* **Task goal**: Wherever the word "EnvFilter" appears in the entries, copy the whole line.

* **The data**:
◇ ◇ ◇ ◇
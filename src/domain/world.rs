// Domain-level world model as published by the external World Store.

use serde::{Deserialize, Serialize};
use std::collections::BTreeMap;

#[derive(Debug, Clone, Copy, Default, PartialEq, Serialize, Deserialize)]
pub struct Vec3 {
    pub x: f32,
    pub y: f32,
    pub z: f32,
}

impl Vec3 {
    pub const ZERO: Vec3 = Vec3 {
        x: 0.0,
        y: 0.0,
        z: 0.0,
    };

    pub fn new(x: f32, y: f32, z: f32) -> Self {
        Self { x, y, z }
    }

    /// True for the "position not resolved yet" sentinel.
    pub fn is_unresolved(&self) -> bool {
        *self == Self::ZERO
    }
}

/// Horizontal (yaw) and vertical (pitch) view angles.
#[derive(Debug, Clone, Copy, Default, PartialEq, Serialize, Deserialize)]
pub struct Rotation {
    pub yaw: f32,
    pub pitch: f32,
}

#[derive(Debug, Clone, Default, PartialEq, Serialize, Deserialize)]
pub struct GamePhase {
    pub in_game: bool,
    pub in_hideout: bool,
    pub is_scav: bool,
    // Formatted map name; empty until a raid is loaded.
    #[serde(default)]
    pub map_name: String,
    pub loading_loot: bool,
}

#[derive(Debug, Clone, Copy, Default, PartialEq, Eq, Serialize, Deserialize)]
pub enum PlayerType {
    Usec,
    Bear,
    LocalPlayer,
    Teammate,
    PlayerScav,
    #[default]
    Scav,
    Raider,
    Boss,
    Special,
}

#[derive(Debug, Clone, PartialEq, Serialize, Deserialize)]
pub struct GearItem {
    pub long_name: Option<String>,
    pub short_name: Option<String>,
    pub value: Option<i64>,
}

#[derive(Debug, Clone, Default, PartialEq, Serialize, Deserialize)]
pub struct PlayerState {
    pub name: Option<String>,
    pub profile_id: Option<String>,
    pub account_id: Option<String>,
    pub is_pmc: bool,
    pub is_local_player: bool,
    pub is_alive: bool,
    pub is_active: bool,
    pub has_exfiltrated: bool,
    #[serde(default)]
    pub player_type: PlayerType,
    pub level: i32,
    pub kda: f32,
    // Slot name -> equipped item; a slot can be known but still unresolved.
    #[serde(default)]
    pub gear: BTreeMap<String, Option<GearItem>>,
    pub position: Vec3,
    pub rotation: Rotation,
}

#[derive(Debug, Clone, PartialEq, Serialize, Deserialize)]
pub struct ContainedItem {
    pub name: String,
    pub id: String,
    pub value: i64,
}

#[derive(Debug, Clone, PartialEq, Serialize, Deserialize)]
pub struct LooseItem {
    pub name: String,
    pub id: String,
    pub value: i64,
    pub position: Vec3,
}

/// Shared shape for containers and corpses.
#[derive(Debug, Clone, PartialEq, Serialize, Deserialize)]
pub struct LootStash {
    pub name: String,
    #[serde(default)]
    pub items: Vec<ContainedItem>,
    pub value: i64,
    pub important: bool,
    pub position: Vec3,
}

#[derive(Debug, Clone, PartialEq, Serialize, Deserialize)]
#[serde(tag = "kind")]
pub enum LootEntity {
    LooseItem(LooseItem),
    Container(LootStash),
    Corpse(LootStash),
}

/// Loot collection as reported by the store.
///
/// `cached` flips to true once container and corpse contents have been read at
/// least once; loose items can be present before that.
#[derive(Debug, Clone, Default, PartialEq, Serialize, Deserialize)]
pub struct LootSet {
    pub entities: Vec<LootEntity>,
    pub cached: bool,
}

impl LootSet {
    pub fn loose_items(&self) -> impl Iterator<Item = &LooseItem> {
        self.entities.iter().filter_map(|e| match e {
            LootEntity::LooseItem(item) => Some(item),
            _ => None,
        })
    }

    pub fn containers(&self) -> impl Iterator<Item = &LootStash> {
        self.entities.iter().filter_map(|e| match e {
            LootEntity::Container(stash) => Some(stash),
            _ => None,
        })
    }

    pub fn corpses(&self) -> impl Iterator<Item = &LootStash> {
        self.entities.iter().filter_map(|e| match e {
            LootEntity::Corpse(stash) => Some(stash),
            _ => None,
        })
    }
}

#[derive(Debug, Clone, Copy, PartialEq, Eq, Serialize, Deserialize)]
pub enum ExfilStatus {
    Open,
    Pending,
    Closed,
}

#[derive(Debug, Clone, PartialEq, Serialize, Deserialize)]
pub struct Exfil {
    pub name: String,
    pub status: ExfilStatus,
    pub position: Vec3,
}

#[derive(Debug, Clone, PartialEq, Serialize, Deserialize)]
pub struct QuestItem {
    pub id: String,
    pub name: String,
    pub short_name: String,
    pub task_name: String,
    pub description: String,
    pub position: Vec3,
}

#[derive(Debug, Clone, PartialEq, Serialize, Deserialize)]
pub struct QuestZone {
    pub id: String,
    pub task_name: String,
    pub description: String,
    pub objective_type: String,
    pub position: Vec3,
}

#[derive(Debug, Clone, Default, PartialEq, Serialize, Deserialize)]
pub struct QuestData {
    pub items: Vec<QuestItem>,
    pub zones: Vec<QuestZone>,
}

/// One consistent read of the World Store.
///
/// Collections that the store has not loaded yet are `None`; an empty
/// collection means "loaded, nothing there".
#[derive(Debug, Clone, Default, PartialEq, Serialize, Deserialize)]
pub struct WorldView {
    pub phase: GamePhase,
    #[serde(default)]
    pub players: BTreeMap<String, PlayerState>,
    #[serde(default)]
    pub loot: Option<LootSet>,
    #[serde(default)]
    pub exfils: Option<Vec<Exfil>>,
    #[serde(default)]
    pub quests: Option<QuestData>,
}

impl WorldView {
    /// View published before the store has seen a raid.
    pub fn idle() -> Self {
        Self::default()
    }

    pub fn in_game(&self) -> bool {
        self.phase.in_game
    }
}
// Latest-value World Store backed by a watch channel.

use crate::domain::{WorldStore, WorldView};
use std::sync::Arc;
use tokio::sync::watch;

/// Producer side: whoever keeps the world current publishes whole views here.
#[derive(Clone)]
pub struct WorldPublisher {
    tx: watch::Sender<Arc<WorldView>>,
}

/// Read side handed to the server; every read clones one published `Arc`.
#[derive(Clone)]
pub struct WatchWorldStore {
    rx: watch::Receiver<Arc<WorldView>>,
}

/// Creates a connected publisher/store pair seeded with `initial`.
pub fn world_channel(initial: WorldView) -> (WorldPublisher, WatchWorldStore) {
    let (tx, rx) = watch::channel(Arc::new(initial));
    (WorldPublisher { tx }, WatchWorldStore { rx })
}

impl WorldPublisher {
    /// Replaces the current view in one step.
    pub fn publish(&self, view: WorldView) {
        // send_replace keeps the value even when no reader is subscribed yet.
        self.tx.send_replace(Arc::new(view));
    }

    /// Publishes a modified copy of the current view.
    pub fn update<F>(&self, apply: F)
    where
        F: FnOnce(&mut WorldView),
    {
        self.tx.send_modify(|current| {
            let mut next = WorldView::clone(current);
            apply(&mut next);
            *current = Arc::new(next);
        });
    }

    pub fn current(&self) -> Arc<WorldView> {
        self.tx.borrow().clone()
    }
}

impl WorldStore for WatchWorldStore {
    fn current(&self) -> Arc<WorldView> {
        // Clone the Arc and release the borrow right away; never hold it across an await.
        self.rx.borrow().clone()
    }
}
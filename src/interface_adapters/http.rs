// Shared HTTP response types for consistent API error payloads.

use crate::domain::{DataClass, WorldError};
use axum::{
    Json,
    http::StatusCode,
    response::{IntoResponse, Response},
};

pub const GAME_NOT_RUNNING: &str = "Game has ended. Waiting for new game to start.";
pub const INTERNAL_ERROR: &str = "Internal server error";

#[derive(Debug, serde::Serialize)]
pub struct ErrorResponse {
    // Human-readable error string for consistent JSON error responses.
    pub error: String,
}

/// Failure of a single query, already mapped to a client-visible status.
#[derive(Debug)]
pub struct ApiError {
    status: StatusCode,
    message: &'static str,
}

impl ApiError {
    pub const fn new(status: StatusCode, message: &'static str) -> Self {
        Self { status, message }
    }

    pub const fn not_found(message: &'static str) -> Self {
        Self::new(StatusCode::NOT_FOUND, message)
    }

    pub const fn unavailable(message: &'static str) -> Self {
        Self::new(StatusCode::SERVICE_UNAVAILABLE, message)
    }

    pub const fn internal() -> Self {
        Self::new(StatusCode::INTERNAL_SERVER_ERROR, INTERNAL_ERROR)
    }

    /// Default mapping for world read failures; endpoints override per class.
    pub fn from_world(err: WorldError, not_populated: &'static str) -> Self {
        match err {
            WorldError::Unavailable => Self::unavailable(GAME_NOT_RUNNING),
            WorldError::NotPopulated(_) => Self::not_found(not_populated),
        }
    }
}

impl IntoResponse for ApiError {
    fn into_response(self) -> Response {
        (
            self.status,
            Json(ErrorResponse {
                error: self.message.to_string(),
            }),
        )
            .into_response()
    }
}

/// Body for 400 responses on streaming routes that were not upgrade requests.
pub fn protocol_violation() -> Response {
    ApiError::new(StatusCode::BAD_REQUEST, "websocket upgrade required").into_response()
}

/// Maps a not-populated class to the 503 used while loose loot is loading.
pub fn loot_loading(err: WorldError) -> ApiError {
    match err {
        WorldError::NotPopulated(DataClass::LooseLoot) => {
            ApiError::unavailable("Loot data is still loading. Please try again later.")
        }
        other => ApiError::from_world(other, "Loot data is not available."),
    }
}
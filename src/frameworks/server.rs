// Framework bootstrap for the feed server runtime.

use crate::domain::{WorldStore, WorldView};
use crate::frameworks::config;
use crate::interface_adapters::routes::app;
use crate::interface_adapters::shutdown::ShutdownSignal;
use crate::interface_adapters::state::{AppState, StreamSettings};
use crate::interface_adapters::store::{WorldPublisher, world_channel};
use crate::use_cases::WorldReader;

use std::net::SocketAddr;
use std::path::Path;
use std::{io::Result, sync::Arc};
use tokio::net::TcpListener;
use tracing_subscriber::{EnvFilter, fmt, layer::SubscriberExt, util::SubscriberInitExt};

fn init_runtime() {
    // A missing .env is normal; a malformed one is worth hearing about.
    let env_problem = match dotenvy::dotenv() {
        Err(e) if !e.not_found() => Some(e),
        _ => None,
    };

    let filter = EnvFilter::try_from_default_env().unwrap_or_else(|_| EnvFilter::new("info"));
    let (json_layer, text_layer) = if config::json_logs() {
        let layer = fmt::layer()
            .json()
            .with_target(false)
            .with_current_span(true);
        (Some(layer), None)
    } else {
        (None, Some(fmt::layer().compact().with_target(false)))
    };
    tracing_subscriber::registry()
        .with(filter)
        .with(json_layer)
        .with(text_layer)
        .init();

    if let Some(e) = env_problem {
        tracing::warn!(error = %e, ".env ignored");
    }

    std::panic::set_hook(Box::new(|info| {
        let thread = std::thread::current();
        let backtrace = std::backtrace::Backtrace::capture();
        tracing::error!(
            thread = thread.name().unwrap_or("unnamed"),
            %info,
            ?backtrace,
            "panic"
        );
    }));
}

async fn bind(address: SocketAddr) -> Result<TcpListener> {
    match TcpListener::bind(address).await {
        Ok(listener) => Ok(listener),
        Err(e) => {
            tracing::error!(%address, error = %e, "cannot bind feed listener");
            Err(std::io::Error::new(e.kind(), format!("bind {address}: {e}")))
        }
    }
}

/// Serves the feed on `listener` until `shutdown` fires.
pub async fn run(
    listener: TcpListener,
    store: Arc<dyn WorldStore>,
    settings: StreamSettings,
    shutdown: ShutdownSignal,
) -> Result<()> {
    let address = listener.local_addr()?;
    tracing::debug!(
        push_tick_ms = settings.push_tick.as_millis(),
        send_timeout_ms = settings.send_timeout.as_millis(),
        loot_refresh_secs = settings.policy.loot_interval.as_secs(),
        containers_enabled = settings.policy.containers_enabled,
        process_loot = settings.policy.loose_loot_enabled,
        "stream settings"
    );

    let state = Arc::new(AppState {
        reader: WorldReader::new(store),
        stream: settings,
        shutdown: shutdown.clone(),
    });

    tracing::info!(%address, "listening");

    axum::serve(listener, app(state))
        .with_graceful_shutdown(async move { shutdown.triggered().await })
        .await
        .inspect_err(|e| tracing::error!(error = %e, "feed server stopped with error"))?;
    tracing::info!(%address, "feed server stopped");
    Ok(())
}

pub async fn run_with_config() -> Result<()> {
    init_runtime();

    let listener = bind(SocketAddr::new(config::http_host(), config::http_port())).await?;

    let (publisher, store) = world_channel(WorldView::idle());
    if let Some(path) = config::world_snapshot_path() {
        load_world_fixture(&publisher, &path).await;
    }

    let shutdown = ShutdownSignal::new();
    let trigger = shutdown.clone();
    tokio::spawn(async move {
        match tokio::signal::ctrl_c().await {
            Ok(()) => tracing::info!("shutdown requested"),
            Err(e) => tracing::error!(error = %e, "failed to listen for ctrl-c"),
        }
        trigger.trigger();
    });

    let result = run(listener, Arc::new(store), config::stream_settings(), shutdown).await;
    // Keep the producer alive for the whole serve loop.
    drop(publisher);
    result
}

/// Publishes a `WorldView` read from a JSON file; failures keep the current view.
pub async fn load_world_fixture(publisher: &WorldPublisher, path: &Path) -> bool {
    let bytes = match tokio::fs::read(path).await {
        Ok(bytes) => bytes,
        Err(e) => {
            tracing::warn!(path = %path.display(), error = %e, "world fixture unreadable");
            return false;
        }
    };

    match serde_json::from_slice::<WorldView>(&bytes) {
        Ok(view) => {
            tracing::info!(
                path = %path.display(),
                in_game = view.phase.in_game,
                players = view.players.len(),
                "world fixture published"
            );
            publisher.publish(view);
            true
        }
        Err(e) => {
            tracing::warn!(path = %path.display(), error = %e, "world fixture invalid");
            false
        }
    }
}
◇ ◇ ◇ ◇
* **Exercise response**:
use tracing_subscriber::{EnvFilter, fmt, layer::SubscriberExt, util::SubscriberInitExt};
    let filter = EnvFilter::try_from_default_env().unwrap_or_else(|_| EnvFilter::new("info"));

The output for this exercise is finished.